[Saved entries]
◆ ◆ ◆
//! Wire types for the odds provider.
//!
//! An event carries `bookmakers -> markets -> outcomes`. Market keys map to
//! domain market kinds: `h2h` is the moneyline, `spreads`/`totals` carry a
//! `point`, and `player_*` keys are props whose outcomes name Over/Under
//! with the player in `description`. Unknown market keys and invalid prices
//! are skipped at quote granularity.

use chrono::{DateTime, Utc};
use rust_decimal::Decimal;
use serde::Deserialize;
use tracing::{debug, warn};

use crate::domain::{AmericanOdds, MarketKind};
use crate::source::{GameOdds, RawQuote, RawSide};

#[derive(Debug, Deserialize)]
pub struct EventDto {
    pub id: String,
    pub commence_time: DateTime<Utc>,
    pub home_team: String,
    pub away_team: String,
    #[serde(default)]
    pub bookmakers: Vec<BookmakerDto>,
}

#[derive(Debug, Deserialize)]
pub struct BookmakerDto {
    pub key: String,
    #[serde(default)]
    pub markets: Vec<MarketDto>,
}

#[derive(Debug, Deserialize)]
pub struct MarketDto {
    pub key: String,
    #[serde(default)]
    pub outcomes: Vec<OutcomeDto>,
}

#[derive(Debug, Deserialize)]
pub struct OutcomeDto {
    pub name: String,
    #[serde(default)]
    pub description: Option<String>,
    pub price: f64,
    #[serde(default)]
    pub point: Option<f64>,
}

/// Convert one event payload into [`GameOdds`].
pub fn convert_event(event: &EventDto) -> GameOdds {
    let mut quotes = Vec::new();
    for bookmaker in &event.bookmakers {
        for market in &bookmaker.markets {
            convert_market(&bookmaker.key, market, &mut quotes);
        }
    }

    GameOdds {
        event_id: event.id.clone(),
        home_name: event.home_team.clone(),
        away_name: event.away_team.clone(),
        commence_time: event.commence_time,
        quotes,
    }
}

/// Append quotes already converted for another payload of the same event.
///
/// Used to merge per-event prop responses into the featured-market event.
pub fn merge_quotes(into: &mut GameOdds, from: GameOdds) {
    into.quotes.extend(from.quotes);
}

fn convert_market(book: &str, market: &MarketDto, quotes: &mut Vec<RawQuote>) {
    for outcome in &market.outcomes {
        let price = match american_price(outcome.price) {
            Some(price) => price,
            None => {
                warn!(
                    book,
                    market = %market.key,
                    outcome = %outcome.name,
                    price = outcome.price,
                    "skipping quote with invalid American price"
                );
                continue;
            }
        };
        let line = outcome.point.and_then(|p| Decimal::try_from(p).ok());

        let converted = match market.key.as_str() {
            "h2h" => Some(RawQuote {
                book: book.to_string(),
                market: MarketKind::Moneyline,
                side: RawSide::Team {
                    name: outcome.name.clone(),
                },
                line: None,
                price,
            }),
            "spreads" => line.map(|line| RawQuote {
                book: book.to_string(),
                market: MarketKind::Spread,
                side: RawSide::Team {
                    name: outcome.name.clone(),
                },
                line: Some(line),
                price,
            }),
            "totals" => match over_under(&outcome.name) {
                Some(over) => line.map(|line| RawQuote {
                    book: book.to_string(),
                    market: MarketKind::Total,
                    side: if over { RawSide::Over } else { RawSide::Under },
                    line: Some(line),
                    price,
                }),
                None => None,
            },
            key => match key.strip_prefix("player_") {
                Some(stat) => convert_prop(book, stat, outcome, line, price),
                None => {
                    debug!(book, market = %market.key, "skipping unknown market key");
                    None
                }
            },
        };

        match converted {
            Some(quote) => quotes.push(quote),
            None => debug!(
                book,
                market = %market.key,
                outcome = %outcome.name,
                "skipping incomplete outcome"
            ),
        }
    }
}

fn convert_prop(
    book: &str,
    stat: &str,
    outcome: &OutcomeDto,
    line: Option<Decimal>,
    price: AmericanOdds,
) -> Option<RawQuote> {
    let player = outcome.description.clone()?;
    let over = over_under(&outcome.name)?;
    let line = line?;

    Some(RawQuote {
        book: book.to_string(),
        market: MarketKind::Prop {
            stat: stat.to_string(),
        },
        side: if over {
            RawSide::PlayerOver { player }
        } else {
            RawSide::PlayerUnder { player }
        },
        line: Some(line),
        price,
    })
}

fn over_under(name: &str) -> Option<bool> {
    if name.eq_ignore_ascii_case("over") {
        Some(true)
    } else if name.eq_ignore_ascii_case("under") {
        Some(false)
    } else {
        None
    }
}

/// Prices arrive as JSON numbers; anything with magnitude under 100 after
/// rounding is not a valid American price.
fn american_price(raw: f64) -> Option<AmericanOdds> {
    if !raw.is_finite() {
        return None;
    }
    AmericanOdds::try_new(raw.round() as i32).ok()
}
◆ ◆ ◆
• _What you will do_:
Exactly as written, reproduce the lines of the data above from the first line through the line where "outcomes name Over/Under" appears.

• _Expected answer_:
//! Wire types for the odds provider.
//!
//! An event carries `bookmakers -> markets -> outcomes`. Market keys map to
//! domain market kinds: `h2h` is the moneyline, `spreads`/`totals` carry a
//! `point`, and `player_*` keys are props whose outcomes name Over/Under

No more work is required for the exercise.